DIRECTIONS FOR THIS TASK: From the entries below, please output exactly the lines starting at the one containing "session.place_destination(map, at);" and ending at the one containing "the click count.", both included.

SUPPLIED RECORDS:
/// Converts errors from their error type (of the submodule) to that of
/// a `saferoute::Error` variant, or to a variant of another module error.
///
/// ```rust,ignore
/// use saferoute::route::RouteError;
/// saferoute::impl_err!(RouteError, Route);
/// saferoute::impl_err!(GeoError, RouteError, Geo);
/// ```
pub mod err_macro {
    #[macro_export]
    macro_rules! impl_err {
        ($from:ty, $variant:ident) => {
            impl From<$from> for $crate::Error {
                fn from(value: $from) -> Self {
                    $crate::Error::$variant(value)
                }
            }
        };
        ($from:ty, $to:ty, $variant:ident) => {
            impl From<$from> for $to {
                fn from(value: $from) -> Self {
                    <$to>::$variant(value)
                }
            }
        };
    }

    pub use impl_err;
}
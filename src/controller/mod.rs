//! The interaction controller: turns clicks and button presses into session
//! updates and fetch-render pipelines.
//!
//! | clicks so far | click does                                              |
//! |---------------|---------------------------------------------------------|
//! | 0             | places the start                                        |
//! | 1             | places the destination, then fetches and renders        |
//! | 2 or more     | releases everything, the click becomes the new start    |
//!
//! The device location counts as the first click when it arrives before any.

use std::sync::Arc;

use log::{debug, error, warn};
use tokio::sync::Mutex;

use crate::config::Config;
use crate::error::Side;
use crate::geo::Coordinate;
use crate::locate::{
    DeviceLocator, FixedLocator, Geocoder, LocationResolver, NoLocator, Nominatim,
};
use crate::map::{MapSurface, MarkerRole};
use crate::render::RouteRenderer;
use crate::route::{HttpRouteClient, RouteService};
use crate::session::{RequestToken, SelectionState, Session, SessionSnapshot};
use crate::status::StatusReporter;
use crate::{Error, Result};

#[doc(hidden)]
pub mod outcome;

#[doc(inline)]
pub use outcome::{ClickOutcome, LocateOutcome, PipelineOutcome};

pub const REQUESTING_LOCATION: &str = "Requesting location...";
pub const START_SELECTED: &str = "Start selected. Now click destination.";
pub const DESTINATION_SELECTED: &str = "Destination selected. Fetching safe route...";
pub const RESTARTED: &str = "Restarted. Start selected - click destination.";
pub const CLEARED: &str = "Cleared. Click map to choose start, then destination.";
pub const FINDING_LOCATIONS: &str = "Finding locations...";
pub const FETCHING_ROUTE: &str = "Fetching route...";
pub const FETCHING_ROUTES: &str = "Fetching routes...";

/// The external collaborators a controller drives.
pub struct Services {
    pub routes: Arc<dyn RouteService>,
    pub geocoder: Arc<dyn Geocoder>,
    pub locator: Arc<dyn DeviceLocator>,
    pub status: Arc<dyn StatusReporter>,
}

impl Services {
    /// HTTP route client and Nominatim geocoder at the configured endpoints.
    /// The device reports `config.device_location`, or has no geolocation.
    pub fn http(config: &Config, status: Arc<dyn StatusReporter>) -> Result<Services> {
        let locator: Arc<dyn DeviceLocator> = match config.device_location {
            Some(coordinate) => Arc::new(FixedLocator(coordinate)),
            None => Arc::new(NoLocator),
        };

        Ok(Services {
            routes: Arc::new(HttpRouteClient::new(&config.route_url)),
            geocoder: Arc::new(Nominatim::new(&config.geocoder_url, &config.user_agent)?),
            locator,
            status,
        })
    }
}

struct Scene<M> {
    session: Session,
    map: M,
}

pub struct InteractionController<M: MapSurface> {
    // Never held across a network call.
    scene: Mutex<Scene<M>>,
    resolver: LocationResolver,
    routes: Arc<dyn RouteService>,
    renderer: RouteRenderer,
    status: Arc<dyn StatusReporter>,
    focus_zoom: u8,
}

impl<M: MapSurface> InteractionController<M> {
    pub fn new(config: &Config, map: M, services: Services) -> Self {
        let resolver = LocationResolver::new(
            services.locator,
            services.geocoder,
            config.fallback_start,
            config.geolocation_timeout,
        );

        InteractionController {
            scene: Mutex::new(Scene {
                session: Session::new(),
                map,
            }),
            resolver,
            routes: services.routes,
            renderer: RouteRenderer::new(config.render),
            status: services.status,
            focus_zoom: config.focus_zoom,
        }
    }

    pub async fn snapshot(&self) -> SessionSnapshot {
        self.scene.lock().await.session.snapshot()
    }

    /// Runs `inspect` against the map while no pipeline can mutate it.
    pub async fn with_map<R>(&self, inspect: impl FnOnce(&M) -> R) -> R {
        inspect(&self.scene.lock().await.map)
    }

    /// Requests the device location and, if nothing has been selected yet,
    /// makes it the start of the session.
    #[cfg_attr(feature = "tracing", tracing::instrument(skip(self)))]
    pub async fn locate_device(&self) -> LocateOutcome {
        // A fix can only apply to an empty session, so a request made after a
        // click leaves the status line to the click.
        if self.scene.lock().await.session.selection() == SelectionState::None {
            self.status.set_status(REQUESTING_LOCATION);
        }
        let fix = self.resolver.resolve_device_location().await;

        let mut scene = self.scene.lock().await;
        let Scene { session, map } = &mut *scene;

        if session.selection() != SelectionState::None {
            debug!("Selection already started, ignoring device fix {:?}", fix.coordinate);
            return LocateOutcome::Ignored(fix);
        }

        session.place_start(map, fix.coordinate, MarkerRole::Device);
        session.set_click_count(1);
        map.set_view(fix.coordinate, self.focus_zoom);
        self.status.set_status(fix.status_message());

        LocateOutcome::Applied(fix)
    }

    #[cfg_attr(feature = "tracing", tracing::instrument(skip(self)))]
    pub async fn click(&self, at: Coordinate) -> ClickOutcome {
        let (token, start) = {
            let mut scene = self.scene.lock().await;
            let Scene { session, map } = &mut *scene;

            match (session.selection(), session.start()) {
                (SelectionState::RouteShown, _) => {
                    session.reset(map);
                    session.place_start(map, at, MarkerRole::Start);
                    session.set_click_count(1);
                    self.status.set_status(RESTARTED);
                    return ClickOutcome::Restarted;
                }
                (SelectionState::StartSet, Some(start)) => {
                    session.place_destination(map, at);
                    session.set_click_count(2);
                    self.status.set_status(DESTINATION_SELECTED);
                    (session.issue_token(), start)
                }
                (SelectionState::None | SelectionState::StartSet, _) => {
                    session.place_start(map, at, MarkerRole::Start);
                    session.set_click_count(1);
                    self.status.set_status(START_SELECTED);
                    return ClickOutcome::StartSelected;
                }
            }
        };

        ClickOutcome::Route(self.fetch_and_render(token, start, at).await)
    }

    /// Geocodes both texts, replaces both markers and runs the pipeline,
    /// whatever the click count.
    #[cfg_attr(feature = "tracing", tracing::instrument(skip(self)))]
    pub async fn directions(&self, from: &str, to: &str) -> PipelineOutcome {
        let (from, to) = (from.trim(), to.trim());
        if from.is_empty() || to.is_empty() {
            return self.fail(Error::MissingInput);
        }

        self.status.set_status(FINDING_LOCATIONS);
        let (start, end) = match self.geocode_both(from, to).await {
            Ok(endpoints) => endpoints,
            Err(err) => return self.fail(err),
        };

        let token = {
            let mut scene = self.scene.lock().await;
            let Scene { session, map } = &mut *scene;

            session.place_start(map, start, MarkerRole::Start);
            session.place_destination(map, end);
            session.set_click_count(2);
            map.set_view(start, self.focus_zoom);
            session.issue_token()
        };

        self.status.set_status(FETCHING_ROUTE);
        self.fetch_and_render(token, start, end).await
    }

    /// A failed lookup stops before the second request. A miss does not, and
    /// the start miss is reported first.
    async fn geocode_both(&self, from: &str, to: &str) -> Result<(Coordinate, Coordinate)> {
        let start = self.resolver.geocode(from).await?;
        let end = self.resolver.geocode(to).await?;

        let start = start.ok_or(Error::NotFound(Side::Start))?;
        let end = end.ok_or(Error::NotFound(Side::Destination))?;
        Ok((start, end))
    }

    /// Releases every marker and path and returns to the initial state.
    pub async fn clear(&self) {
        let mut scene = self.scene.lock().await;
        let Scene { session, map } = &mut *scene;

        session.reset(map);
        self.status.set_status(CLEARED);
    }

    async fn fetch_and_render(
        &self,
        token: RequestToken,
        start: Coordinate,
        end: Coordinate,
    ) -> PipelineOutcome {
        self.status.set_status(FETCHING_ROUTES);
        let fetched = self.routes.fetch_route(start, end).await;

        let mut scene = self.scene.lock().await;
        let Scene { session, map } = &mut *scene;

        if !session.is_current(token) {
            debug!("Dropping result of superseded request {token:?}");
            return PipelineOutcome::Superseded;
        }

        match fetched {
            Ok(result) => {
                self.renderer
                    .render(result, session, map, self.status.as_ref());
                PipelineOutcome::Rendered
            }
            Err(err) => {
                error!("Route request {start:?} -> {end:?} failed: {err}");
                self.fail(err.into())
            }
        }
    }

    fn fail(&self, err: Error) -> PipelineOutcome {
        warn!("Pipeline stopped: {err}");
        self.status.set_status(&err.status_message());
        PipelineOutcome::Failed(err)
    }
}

ANSWER TO THIS EXERCISE:
                    session.place_destination(map, at);
                    session.set_click_count(2);
                    self.status.set_status(DESTINATION_SELECTED);
                    (session.issue_token(), start)
                }
                (SelectionState::None | SelectionState::StartSet, _) => {
                    session.place_start(map, at, MarkerRole::Start);
                    session.set_click_count(1);
                    self.status.set_status(START_SELECTED);
                    return ClickOutcome::StartSelected;
                }
            }
        };

        ClickOutcome::Route(self.fetch_and_render(token, start, at).await)
    }

    /// Geocodes both texts, replaces both markers and runs the pipeline,
    /// whatever the click count.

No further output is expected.